Researchers evaluated the response of 18 hypermobile EDS patients with lower back pain to a three-month neurocognitive rehabilitation program. Most, 14 of the 18, were women, and patients’ mean age was 21 (range, 13 to 55 years old).

The program consisted of one-hour weekly sessions guided by a physiotherapist. Each session was divided in two parts: for the first 10–15 minutes, the physiotherapist helped the patient gain bodily awareness by applying a small pressure to painful and non-painful regions of the back, and asking the patient to describe the sensations; in the remaining 45 minutes, the physiotherapist helped the patient rebuild a bodily image consistent with reality based on the position and direction of the limbs, and the ability to discriminate touch and pressure, particularly along the trunk midline.

“The objective of the neurocognitive rehabilitation proposals, starting from learning how to correctly perceive the painful part through the felt sense, was to help the patient learn how to control the pathological [disease-related] elements that led to the establishment and evolution of inadequate compensation and persistence of pain,” the scientists wrote.

Five types of exercises were included, in which the patient had to work on proprioception, or awareness of the position and movement of the body. These were identifying the point of contact of the physiotherapist’s hands or sponges of varying consistency along the trunk, of the position of the pelvis while breathing, of the point of contact and characteristics of sponges applied at the pelvic level, of the tilting angle of the pelvis and trunk, and body symmetry.

Throughout the study, all patients continued with their usual daily activities and therapies.

Results showed significantly lesser self-reported pain, as assessed using the McGill pain questionnaire. Specifically, the total McGill score, which has a maximum of 78 points, fell from 45 points to 37 points between the start and end of the three-month program.

In a numerical rating scale for pain ranging from zero (no pain) to 10 (acute pain), pain intensity was reduced to half —  eight versus four.

Likewise, fatigue (assessed using the Fatigue Severity Scale), fear of movement — assessed using the Tampa Scale for Kinesiophobia — and pain-associated disability, measured with the Oswestry Disability Index, all reduced after the three-month program.

Researchers also looked at what is called the minimal clinically important difference, or the smallest benefit that a patient would consider important. They found that almost all patients (88.9%) reached a two-point reduction in the numerical rating scale for pain, and nearly half (42%) reached a reduction of 10 percentage points in the Oswestry Disability Index.

These findings appear to support the usefulness of a specific neurocognitive rehabilitation program in the management of chronic lower back pain.
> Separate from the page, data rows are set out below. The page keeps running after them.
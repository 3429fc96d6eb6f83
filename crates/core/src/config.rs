use serde::{Deserialize, Serialize};

use crate::error::EnrichError;

/// Strategy for generating the randomized mock replicates.
#[derive(Debug, Clone, Copy, PartialEq, Eq, Serialize, Deserialize)]
pub enum RandMethod {
    /// Permute the observed (ratio, p-value) pairs across rows.
    Permutation,
    /// Sample ratios from a binned empirical distribution and
    /// p-values from Uniform(0,1).
    Empirical,
}

/// Ordering used for the non-parametric running-sum walk.
#[derive(Debug, Clone, Copy, PartialEq, Eq, Serialize, Deserialize)]
pub enum SortMethod {
    /// Signed fold change (ratios below 1 map to -1/r).
    FoldChange,
    /// Ascending p-value.
    PValue,
    /// Combined non-linear metric |fc| * (1-p)^kappa2.
    CombNonLinear,
}

/// Analysis configuration, deserializable from a JSON config file.
///
/// Constructed once and passed by reference into dataset finalization,
/// scoring, and the scheduler. Thresholds left at NaN are treated as
/// unset and pass every row.
#[derive(Debug, Clone, Serialize, Deserialize)]
pub struct AnalysisConfig {
    /// Significance cutoff: a row is significant when pval < p_threshold.
    #[serde(default = "default_p_threshold")]
    pub p_threshold: f64,
    /// Regulation cutoff: a row is regulated when ratio or 1/ratio >= reg_threshold.
    #[serde(default = "default_reg_threshold")]
    pub reg_threshold: f64,
    /// Weighting coefficients for the three parametric subscores; must sum to 1.
    #[serde(default = "default_alpha")]
    pub alpha: [f64; 3],
    /// Non-linearity exponents (coverage reward, regulation reward).
    #[serde(default = "default_kappa")]
    pub kappa: [f64; 2],
    /// Mock randomization strategy.
    #[serde(default = "default_rand_method")]
    pub rand_method: RandMethod,
    /// Sort order for the running-sum walk.
    #[serde(default = "default_sort_method")]
    pub sort_method: SortMethod,
    /// Number of worker threads. 0 = available parallelism.
    #[serde(default)]
    pub worker_threads: usize,
    /// Number of mock replicates (N).
    #[serde(default = "default_replicates")]
    pub replicates: usize,
    /// Capacity of the bounded discovery queue.
    #[serde(default = "default_queue_capacity")]
    pub queue_capacity: usize,
    /// Seconds the dispatch loop waits for a pathway before logging a stall.
    #[serde(default = "default_poll_timeout")]
    pub poll_timeout_seconds: u64,
    /// Seconds between monitor checkpoints.
    #[serde(default = "default_monitor_interval")]
    pub monitor_interval_seconds: u64,
}

fn default_p_threshold() -> f64 { 0.05 }
fn default_reg_threshold() -> f64 { 1.5 }
fn default_alpha() -> [f64; 3] { [0.4, 0.2, 0.4] }
fn default_kappa() -> [f64; 2] { [1.0, 1.0] }
fn default_rand_method() -> RandMethod { RandMethod::Permutation }
fn default_sort_method() -> SortMethod { SortMethod::FoldChange }
fn default_replicates() -> usize { 1000 }
fn default_queue_capacity() -> usize { 128 }
fn default_poll_timeout() -> u64 { 180 }
fn default_monitor_interval() -> u64 { 30 }

/// Tolerance for the alpha coefficient sum check.
const COEFF_EPSILON: f64 = 1e-6;

impl Default for AnalysisConfig {
    fn default() -> Self {
        Self {
            p_threshold: default_p_threshold(),
            reg_threshold: default_reg_threshold(),
            alpha: default_alpha(),
            kappa: default_kappa(),
            rand_method: default_rand_method(),
            sort_method: default_sort_method(),
            worker_threads: 0,
            replicates: default_replicates(),
            queue_capacity: default_queue_capacity(),
            poll_timeout_seconds: default_poll_timeout(),
            monitor_interval_seconds: default_monitor_interval(),
        }
    }
}

impl AnalysisConfig {
    /// Check that the configuration can drive a run.
    ///
    /// Coefficients must be non-negative and sum to 1, set thresholds must
    /// lie in their meaningful ranges, and the structural knobs must be
    /// non-zero. An invalid configuration aborts the run before it starts.
    pub fn validate(&self) -> Result<(), EnrichError> {
        let alpha_sum: f64 = self.alpha.iter().sum();
        if (alpha_sum - 1.0).abs() > COEFF_EPSILON {
            return Err(EnrichError::InvalidConfig(format!(
                "alpha coefficients must sum to 1.0, got {alpha_sum}"
            )));
        }
        if self.alpha.iter().any(|a| *a < 0.0) {
            return Err(EnrichError::InvalidConfig(
                "alpha coefficients must be non-negative".to_string(),
            ));
        }
        if self.kappa.iter().any(|k| *k < 0.0) {
            return Err(EnrichError::InvalidConfig(
                "kappa exponents must be non-negative".to_string(),
            ));
        }
        if !self.p_threshold.is_nan() && (self.p_threshold <= 0.0 || self.p_threshold >= 1.0) {
            return Err(EnrichError::InvalidConfig(format!(
                "p-value threshold must be in (0,1), got {}",
                self.p_threshold
            )));
        }
        if !self.reg_threshold.is_nan() && self.reg_threshold <= 1.0 {
            return Err(EnrichError::InvalidConfig(format!(
                "regulation threshold must be larger than 1.0, got {}",
                self.reg_threshold
            )));
        }
        if self.replicates == 0 {
            return Err(EnrichError::InvalidConfig(
                "replicate count must be positive".to_string(),
            ));
        }
        if self.queue_capacity == 0 {
            return Err(EnrichError::InvalidConfig(
                "queue capacity must be positive".to_string(),
            ));
        }
        Ok(())
    }

    /// Resolve worker thread count (0 means use available parallelism).
    pub fn resolved_worker_threads(&self) -> usize {
        if self.worker_threads == 0 {
            std::thread::available_parallelism()
                .map(|n| n.get())
                .unwrap_or(4)
        } else {
            self.worker_threads
        }
    }

    /// Whether a (ratio, p-value) pair falls inside the region of interest.
    ///
    /// An unset (NaN) threshold passes every row; a NaN value never passes
    /// a set threshold.
    pub fn is_in_roi(&self, ratio: f64, pval: f64) -> bool {
        let significant = self.p_threshold.is_nan() || pval < self.p_threshold;
        let regulated = self.reg_threshold.is_nan()
            || ratio >= self.reg_threshold
            || 1.0 / ratio >= self.reg_threshold;
        significant && regulated
    }
}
“The rehabilitation treatment should be tailored [to] patient problems and focused not only [on] the recovery of movement but also on pain perception,” the scientists wrote.

This pilot study “is the first neurocognitive rehabilitation attempt in hEDS and the results are encouraging,” the team concluded, “not only with respect to the improvement and reduction of chronic LBP [lower back pain] in this specific pathology but also — and above all —because an approach based on movement awareness has also allowed to reduce fear linked to the movement itself.”